12 Weird Facts About the Human Body
There’s no denying that the human body is an incredibly complex, marvelous thing. Like a car we drive every day without grasping all of the parts, there’s very little we understand about our own bodies. Need proof? Here is a list of some of the coolest, grossest, most unbelievable stuff our body does on the daily. Proceed at your own risk: You might never look at yourself (or others) the same way again.
Human sneezes regularly exceed 100 mph. And a single sneeze can expel more than 100,000 germs into the air.
The average human sheds 600,000 particles of skin every hour. This equates to about 1.5 pounds in a year (the weight of an iPad).
Wondering where all that dead skin goes? Dust particles are essentially sloughed-off dead skin particles that have collected on your windowsill, picture frames and floor.
Every wonder why your shoes get so stinky? Your feet contain upwards of 500,000 sweat glands and are capable of producing as much as a pint of sweat a day.
If unraveled, your small intestine would stretch to 20 feet, about the length of a killer whale.
Although it is the tool we use to detect pain, the brain itself has no pain receptors.

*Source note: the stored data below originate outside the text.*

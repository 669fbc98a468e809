//! Partner/token attribution resolver.
//!
//! URL parameters are the only way attribution is introduced. Storage only lets
//! it survive navigation to pages that do not carry the parameters.

use std::fmt;

use serde::{Deserialize, Serialize};
use url::Url;

use crate::error::Result;
use crate::storage::{AttributionStore, PARTNER_KEY, TOKEN_KEY};
use crate::util::fingerprint;

pub const PARTNER_PARAM: &str = "partner";
pub const TOKEN_PARAM: &str = "token";

/// The URL of the current page view.
#[derive(Debug, Clone, PartialEq, Eq)]
pub struct PageUrl(Url);

impl PageUrl {
    pub fn parse(value: &str) -> Result<Self> {
        Ok(Self(Url::parse(value.trim())?))
    }

    pub const fn as_url(&self) -> &Url {
        &self.0
    }

    pub fn as_str(&self) -> &str {
        self.0.as_str()
    }

    pub fn path(&self) -> &str {
        self.0.path()
    }

    pub fn host(&self) -> &str {
        self.0.host_str().unwrap_or_default()
    }

    /// First value of a query parameter, trimmed; `""` when absent.
    pub fn param(&self, key: &str) -> String {
        self.0
            .query_pairs()
            .find(|(name, _)| name == key)
            .map(|(_, value)| value.trim().to_string())
            .unwrap_or_default()
    }

    /// Replace every occurrence of `key` with a single `key=value`.
    pub fn set_param(&mut self, key: &str, value: &str) {
        let retained = self.pairs_without(key);
        let mut pairs = self.0.query_pairs_mut();
        pairs.clear();
        for (name, existing) in &retained {
            pairs.append_pair(name, existing);
        }
        pairs.append_pair(key, value);
    }

    pub fn remove_param(&mut self, key: &str) {
        let retained = self.pairs_without(key);
        if retained.is_empty() {
            self.0.set_query(None);
            return;
        }
        self.0.query_pairs_mut().clear().extend_pairs(retained);
    }

    fn pairs_without(&self, key: &str) -> Vec<(String, String)> {
        self.0
            .query_pairs()
            .filter(|(name, _)| name != key)
            .map(|(name, value)| (name.into_owned(), value.into_owned()))
            .collect()
    }
}

impl fmt::Display for PageUrl {
    fn fmt(&self, f: &mut fmt::Formatter<'_>) -> fmt::Result {
        f.write_str(self.0.as_str())
    }
}

/// Resolved identity for the current page view.
///
/// `""` is the canonical "absent" value. A token is never kept without a
/// partner.
#[derive(Clone, Default, PartialEq, Eq, Serialize, Deserialize)]
pub struct Attribution {
    pub partner: String,
    pub token: String,
}

impl Attribution {
    pub fn new(partner: impl Into<String>, token: impl Into<String>) -> Self {
        let partner = partner.into().trim().to_string();
        let token = if partner.is_empty() {
            String::new()
        } else {
            token.into().trim().to_string()
        };
        Self { partner, token }
    }

    pub fn is_empty(&self) -> bool {
        self.partner.is_empty() && self.token.is_empty()
    }

    /// Partner and token both present: the visit came through the QR flow.
    pub fn is_hotel_qr(&self) -> bool {
        !self.partner.is_empty() && !self.token.is_empty()
    }
}

impl fmt::Debug for Attribution {
    fn fmt(&self, formatter: &mut fmt::Formatter<'_>) -> fmt::Result {
        formatter
            .debug_struct("Attribution")
            .field("partner", &self.partner)
            .field(
                "token",
                &if self.token.is_empty() { "" } else { "[REDACTED]" },
            )
            .finish()
    }
}

/// Decides the authoritative attribution for a page view and keeps storage in
/// step with it.
#[derive(Clone)]
pub struct AttributionResolver {
    store: AttributionStore,
    reset_on_bare_visit: bool,
}

impl AttributionResolver {
    pub const fn new(store: AttributionStore, reset_on_bare_visit: bool) -> Self {
        Self {
            store,
            reset_on_bare_visit,
        }
    }

    pub const fn store(&self) -> &AttributionStore {
        &self.store
    }

    /// Compute `(partner, token)` for `page`.
    ///
    /// URL values always beat stored ones. A URL partner refreshes storage and
    /// marks attribution active for this tab.
    pub fn resolve(&self, page: &PageUrl) -> Attribution {
        let url_partner = page.param(PARTNER_PARAM);
        let url_token = if url_partner.is_empty() {
            String::new()
        } else {
            page.param(TOKEN_PARAM)
        };

        // A token is only ever stored next to the partner it arrived with.
        if !url_partner.is_empty() {
            self.store.switch_partner(&url_partner);
            self.store.set_active(true);
            self.store.write(TOKEN_KEY, &url_token);
        }

        let partner = first_non_empty(url_partner, || self.store.read(PARTNER_KEY));
        let token = first_non_empty(url_token, || self.store.read(TOKEN_KEY));
        if !partner.is_empty() || !token.is_empty() {
            return Attribution::new(partner, token);
        }

        if !self.store.durable_is_fresh() {
            return Attribution::default();
        }

        let partner = self.store.read_durable(PARTNER_KEY);
        let token = self.store.read_durable(TOKEN_KEY);
        self.store.seed_session(PARTNER_KEY, &partner);
        self.store.seed_session(TOKEN_KEY, &token);
        tracing::debug!(
            partner = fingerprint(&partner),
            "Re-seeded session attribution from durable tier"
        );
        Attribution::new(partner, token)
    }

    /// A page load without `partner` in the URL.
    ///
    /// Always deactivates link patching for the tab; clears storage as well
    /// when `reset_on_bare_visit` is set.
    pub fn begin_bare_visit(&self) {
        self.store.set_active(false);
        if self.reset_on_bare_visit {
            self.store.clear_all();
        }
    }

    pub fn is_active(&self) -> bool {
        self.store.is_active()
    }
}

fn first_non_empty(primary: String, fallback: impl FnOnce() -> String) -> String {
    if primary.is_empty() {
        fallback()
    } else {
        primary
    }
}

#[cfg(test)]
mod tests {
    use std::sync::Arc;
    use std::time::Duration;

    use pretty_assertions::assert_eq;

    use super::*;
    use crate::storage::{ManualClock, MemoryTier, StorageTier, QR_ACTIVE_KEY, TOKEN_TS_KEY};

    const TTL: Duration = Duration::from_secs(3_600);

    struct Fixture {
        resolver: AttributionResolver,
        session: Arc<MemoryTier>,
        durable: Arc<MemoryTier>,
        clock: Arc<ManualClock>,
    }

    fn fixture(reset_on_bare_visit: bool) -> Fixture {
        let session = Arc::new(MemoryTier::new());
        let durable = Arc::new(MemoryTier::new());
        let clock = Arc::new(ManualClock::new(1_700_000_000_000));
        let store = AttributionStore::new(session.clone(), durable.clone(), clock.clone(), TTL);
        Fixture {
            resolver: AttributionResolver::new(store, reset_on_bare_visit),
            session,
            durable,
            clock,
        }
    }

    fn page(url: &str) -> PageUrl {
        PageUrl::parse(url).unwrap()
    }

    #[test]
    fn url_parameters_resolve_and_persist_to_both_tiers() {
        let f = fixture(false);
        let resolved = f
            .resolver
            .resolve(&page("https://amd-germancenter.com/?partner=HOTEL1&token=ABC"));

        assert_eq!(resolved, Attribution::new("HOTEL1", "ABC"));
        for tier in [&f.session, &f.durable] {
            assert_eq!(tier.get(PARTNER_KEY).unwrap().as_deref(), Some("HOTEL1"));
            assert_eq!(tier.get(TOKEN_KEY).unwrap().as_deref(), Some("ABC"));
        }
        assert_eq!(f.session.get(QR_ACTIVE_KEY).unwrap().as_deref(), Some("1"));
    }

    #[test]
    fn parameters_are_trimmed() {
        let f = fixture(false);
        let resolved = f
            .resolver
            .resolve(&page("https://amd-germancenter.com/?partner=%20HOTEL1%20&token=ABC+"));
        assert_eq!(resolved, Attribution::new("HOTEL1", "ABC"));
    }

    #[test]
    fn bare_url_without_storage_is_empty() {
        let f = fixture(false);
        let resolved = f.resolver.resolve(&page("https://amd-germancenter.com/en/"));
        assert_eq!(resolved, Attribution::default());
    }

    #[test]
    fn stale_durable_tier_is_ignored() {
        let f = fixture(false);
        f.resolver
            .resolve(&page("https://amd-germancenter.com/?partner=HOTEL1&token=ABC"));
        f.session.remove(PARTNER_KEY).unwrap();
        f.session.remove(TOKEN_KEY).unwrap();
        f.clock.advance(TTL + Duration::from_millis(1));

        let resolved = f.resolver.resolve(&page("https://amd-germancenter.com/en/"));
        assert_eq!(resolved, Attribution::default());
    }

    #[test]
    fn fresh_durable_tier_reseeds_session() {
        let f = fixture(false);
        f.resolver
            .resolve(&page("https://amd-germancenter.com/?partner=HOTEL1&token=ABC"));
        // New tab: empty session tier, shared durable tier.
        f.session.remove(PARTNER_KEY).unwrap();
        f.session.remove(TOKEN_KEY).unwrap();
        f.clock.advance(TTL - Duration::from_millis(1));

        let resolved = f.resolver.resolve(&page("https://amd-germancenter.com/en/tours"));
        assert_eq!(resolved, Attribution::new("HOTEL1", "ABC"));
        assert_eq!(f.session.get(TOKEN_KEY).unwrap().as_deref(), Some("ABC"));
    }

    #[test]
    fn url_partner_beats_stored_partner() {
        let f = fixture(false);
        f.resolver
            .resolve(&page("https://amd-germancenter.com/?partner=HOTEL1&token=ABC"));
        let resolved = f
            .resolver
            .resolve(&page("https://amd-germancenter.com/?partner=HOTEL2&token=XYZ"));
        assert_eq!(resolved, Attribution::new("HOTEL2", "XYZ"));
        assert_eq!(f.durable.get(PARTNER_KEY).unwrap().as_deref(), Some("HOTEL2"));
    }

    #[test]
    fn token_without_partner_is_dropped() {
        let f = fixture(false);
        let resolved = f
            .resolver
            .resolve(&page("https://amd-germancenter.com/?token=ABC"));
        assert_eq!(resolved, Attribution::default());
        assert!(!f.resolver.is_active());
        assert_eq!(f.durable.get(TOKEN_KEY).unwrap(), None);
    }

    #[test]
    fn new_partner_does_not_inherit_stored_token() {
        let f = fixture(false);
        f.resolver
            .resolve(&page("https://amd-germancenter.com/?partner=HOTEL1&token=ABC"));
        let resolved = f
            .resolver
            .resolve(&page("https://amd-germancenter.com/?partner=HOTEL2"));
        assert_eq!(resolved, Attribution::new("HOTEL2", ""));
        assert_eq!(f.session.get(TOKEN_KEY).unwrap(), None);
    }

    #[test]
    fn url_token_alone_never_joins_stored_partner() {
        let f = fixture(false);
        f.resolver
            .resolve(&page("https://amd-germancenter.com/?partner=HOTEL1&token=ABC"));
        let resolved = f
            .resolver
            .resolve(&page("https://amd-germancenter.com/en/?token=XYZ"));
        assert_eq!(resolved, Attribution::new("HOTEL1", "ABC"));
    }

    #[test]
    fn bare_visit_keeps_storage_unless_reset_is_configured() {
        let keep = fixture(false);
        keep.resolver
            .resolve(&page("https://amd-germancenter.com/?partner=HOTEL1&token=ABC"));
        keep.resolver.begin_bare_visit();
        assert!(!keep.resolver.is_active());
        assert_eq!(
            keep.resolver.resolve(&page("https://amd-germancenter.com/en/")),
            Attribution::new("HOTEL1", "ABC")
        );

        let reset = fixture(true);
        reset
            .resolver
            .resolve(&page("https://amd-germancenter.com/?partner=HOTEL1&token=ABC"));
        reset.resolver.begin_bare_visit();
        assert_eq!(
            reset.resolver.resolve(&page("https://amd-germancenter.com/en/")),
            Attribution::default()
        );
        assert_eq!(reset.durable.get(TOKEN_TS_KEY).unwrap(), None);
    }

    #[test]
    fn set_param_replaces_and_keeps_other_pairs() {
        let mut url = page("https://amd-germancenter.com/en/?qr=1&partner=OLD&lang=en#top");
        url.set_param(PARTNER_PARAM, "HOTEL1");
        url.remove_param("qr");
        assert_eq!(
            url.as_str(),
            "https://amd-germancenter.com/en/?lang=en&partner=HOTEL1#top"
        );
    }

    #[test]
    fn debug_redacts_token() {
        let debug = format!("{:?}", Attribution::new("HOTEL1", "secret-token"));
        assert!(debug.contains("HOTEL1"));
        assert!(!debug.contains("secret-token"));
    }
}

The body produces enough saliva in a lifetime to fill up two swimming pools. Can you say ew?
Every wonder why your pedicures last so long? Fingernails grow at a rate nearly 4 times faster than toenails.
Stomach acid is strong enough to dissolve metal. So why doesn’t the stomach dissolve itself, you ask? Thank mucus for that. A protective layer of mucus coats the stomach lining, impeding stomach acids from burning through the stomach and eventually the entire body.
Just like fingerprints, every person’s tongue print is unique.
You can’t see them with the naked eye, but there’s a good chance that a colony of microscopic mites is infesting your eyelashes. These microscopic eyelash mites—or Demodex mites, as they are called—inhabit the eyelashes of up to 80 percent of people over age 60, the American College of Allergy, Asthma and Immunology estimates. These sneaky little buggers are relatively harmless, but they can cause chronic eyelid inflammation.